Surveillance – Although not very common due to the expense, insurance companies will occasionally hire an investigator to follow a claimant and videotape their activities. This can last over a period of two to three days. Insurance companies find this especially helpful to disprove statements by the claimant, or even the physician, on questionnaires about the claimant’s limited abilities.

“Independent” Medical Examinations – Carriers will occasionally require a claimant to undergo a physical examination by a physician of their choosing at their expense. These are normally performed by medical groups that only do such examinations. Although the groups are “independent,” their primary source of income is insurance companies. Failure to undergo such an examination can result in termination of benefits, as the contract usually requires them, if requested.  

Functional Capacity Evaluations – Like physical examinations,insurance carriers can require a claimant to undergo an examination to “measure” what activities, movements, and strength the person has. Again, these are performed by organizations that contract with insurance companies who pay for their services.

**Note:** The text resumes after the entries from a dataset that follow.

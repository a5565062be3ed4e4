//! Streaming HTTP client for the external generation service.
//!
//! The service answers a generation request with a newline-delimited record
//! stream. The client exposes that response as a [`GenerationSource`] of
//! text fragments: byte chunks arrive on whatever boundaries the transport
//! picks, including mid-codepoint, so a small UTF-8 carry buffer holds any
//! trailing incomplete sequence until the next chunk completes it.

use std::pin::Pin;

use futures_util::{Stream, StreamExt};
use secrecy::{ExposeSecret, SecretString};
use serde::Serialize;

use toolforge_core::builder::GenerationSource;
use toolforge_types::config::GenerationConfig;
use toolforge_types::error::SessionError;

/// Body of a generation request.
#[derive(Debug, Serialize)]
struct GenerationRequest<'a> {
    model: &'a str,
    prompt: &'a str,
    stream: bool,
}

/// HTTP client for the generation service.
pub struct GenerationClient {
    http: reqwest::Client,
    config: GenerationConfig,
    api_key: Option<SecretString>,
}

impl GenerationClient {
    pub fn new(config: GenerationConfig, api_key: Option<SecretString>) -> Self {
        Self {
            http: reqwest::Client::new(),
            config,
            api_key,
        }
    }

    /// Open a generation stream for an assembled prompt.
    pub async fn open_stream(&self, prompt: &str) -> Result<HttpGenerationSource, SessionError> {
        let mut request = self.http.post(&self.config.endpoint).json(&GenerationRequest {
            model: &self.config.model,
            prompt,
            stream: true,
        });
        if let Some(api_key) = &self.api_key {
            request = request.bearer_auth(api_key.expose_secret());
        }

        let response = request
            .send()
            .await
            .map_err(|err| SessionError::Transport(err.to_string()))?
            .error_for_status()
            .map_err(|err| SessionError::Transport(err.to_string()))?;

        tracing::debug!(endpoint = %self.config.endpoint, "generation stream opened");
        Ok(HttpGenerationSource::new(Box::pin(
            response.bytes_stream().map(|chunk| chunk.map(|b| b.to_vec())),
        )))
    }
}

type ByteStream = Pin<Box<dyn Stream<Item = Result<Vec<u8>, reqwest::Error>> + Send>>;

/// A [`GenerationSource`] over a streaming HTTP response body.
pub struct HttpGenerationSource {
    stream: ByteStream,
    /// Trailing bytes of an incomplete UTF-8 sequence, prepended to the
    /// next chunk.
    utf8_carry: Vec<u8>,
}

impl HttpGenerationSource {
    fn new(stream: ByteStream) -> Self {
        Self {
            stream,
            utf8_carry: Vec::new(),
        }
    }

    /// Split `bytes` into the longest valid UTF-8 prefix and a (possibly
    /// empty) incomplete trailing sequence carried to the next chunk.
    fn take_valid_prefix(&mut self, bytes: Vec<u8>) -> Result<String, SessionError> {
        match String::from_utf8(bytes) {
            Ok(text) => Ok(text),
            // An incomplete sequence at the very end is a boundary artifact;
            // hold it back and return the prefix before it.
            Err(err) if err.utf8_error().error_len().is_none() => {
                let valid_up_to = err.utf8_error().valid_up_to();
                let mut bytes = err.into_bytes();
                self.utf8_carry = bytes.split_off(valid_up_to);
                String::from_utf8(bytes)
                    .map_err(|_| SessionError::Transport("stream is not valid UTF-8".to_string()))
            }
            // An invalid sequence in the middle of a chunk is corrupt
            // transport data.
            Err(_) => Err(SessionError::Transport(
                "stream is not valid UTF-8".to_string(),
            )),
        }
    }
}

impl GenerationSource for HttpGenerationSource {
    async fn next_chunk(&mut self) -> Option<Result<String, SessionError>> {
        let chunk = match self.stream.next().await? {
            Ok(chunk) => chunk,
            Err(err) => return Some(Err(SessionError::Transport(err.to_string()))),
        };

        let mut bytes = std::mem::take(&mut self.utf8_carry);
        bytes.extend_from_slice(&chunk);
        Some(self.take_valid_prefix(bytes))
    }
}

#[cfg(test)]
mod tests {
    use super::*;

    fn source_from(chunks: Vec<Vec<u8>>) -> HttpGenerationSource {
        HttpGenerationSource::new(Box::pin(futures_util::stream::iter(
            chunks.into_iter().map(Ok),
        )))
    }

    #[tokio::test]
    async fn plain_ascii_chunks_pass_through() {
        let mut source = source_from(vec![b"hello ".to_vec(), b"world".to_vec()]);
        assert_eq!(source.next_chunk().await.unwrap().unwrap(), "hello ");
        assert_eq!(source.next_chunk().await.unwrap().unwrap(), "world");
        assert!(source.next_chunk().await.is_none());
    }

    #[tokio::test]
    async fn multibyte_codepoint_split_across_chunks_is_reassembled() {
        // "é" is 0xC3 0xA9; split it between chunks.
        let mut source = source_from(vec![vec![b'c', b'a', b'f', 0xC3], vec![0xA9, b'!']]);
        assert_eq!(source.next_chunk().await.unwrap().unwrap(), "caf");
        assert_eq!(source.next_chunk().await.unwrap().unwrap(), "é!");
    }

    #[tokio::test]
    async fn four_byte_codepoint_split_across_three_chunks_is_reassembled() {
        // "🍕" is 0xF0 0x9F 0x8D 0x95; spread it over three reads.
        let mut source = source_from(vec![
            vec![b'a', 0xF0],
            vec![0x9F, 0x8D],
            vec![0x95, b'b'],
        ]);
        assert_eq!(source.next_chunk().await.unwrap().unwrap(), "a");
        assert_eq!(source.next_chunk().await.unwrap().unwrap(), "");
        assert_eq!(source.next_chunk().await.unwrap().unwrap(), "🍕b");
    }

    #[tokio::test]
    async fn invalid_utf8_mid_chunk_is_a_transport_error() {
        let mut source = source_from(vec![vec![b'a', 0xFF, b'b']]);
        let err = source.next_chunk().await.unwrap().unwrap_err();
        assert!(matches!(err, SessionError::Transport(_)));
    }

    #[test]
    fn request_body_serializes() {
        let body = GenerationRequest {
            model: "toolforge-composer-1",
            prompt: "build a poll",
            stream: true,
        };
        let json = serde_json::to_value(&body).unwrap();
        assert_eq!(json["stream"], serde_json::json!(true));
        assert_eq!(json["model"], serde_json::json!("toolforge-composer-1"));
    }
}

How Does One Claimant Fight Against That?
Although, you, the claimant, are not as well financed or legally trained, there are several things you can do to protect your status as “disabled”:

  • Make sure your medical records are very detailed and complete. In this age of electronic records and pressure on physicians to see more patients more quickly, you need to make sure the doctor is putting all of your issues in the record. All of your symptoms needed to be clearly described at each visit even if they haven’t changed. Make sure any events or anecdotes that illustrate your limitations are recorded. Ask your doctor to order any and all tests that can “objectively” support your restrictions and limitations.
  • Know when the insurance company is looking at your records. Ask the doctor or the nurse to put a conspicuous notation in your file that you are to be contacted EVERY time the insurance company contacts your doctor. If your doctor isn’t already aware, make sure he/she knows not to speak about your condition to the company by phone, but to ask them to submit their questions in writing.
  • Know your rights. If your LTD came through an employer, your plan comes under the federal Employee Retirement Income Security Act of1974 (E.R.I.S.A.). While that law is not the most consumer-friendly law, it does give you some rights if your claim is denied or terminated. For example, you have the right to a free copy of your complete claim file. Also, the law gives you 180 days to file an appeal so do not let some clerk rush you into quickly sending in a handwritten letter with a page or two of medical records.
  • Seek professional help. Unfortunately, insurance companies pay very little attention to appeals unless they come from an attorney. Unfortunately, E.R.I.S.A. limits the fees attorneys can charge so it is not easy to find one. Most attorneys who do take these cases on a contingency basis charge not only a percentage of the initial retrospective payment but also a percentage of each future monthly disability payment. All the more reason to work with your doctors to make sure your records clearly show your restrictions and limitations.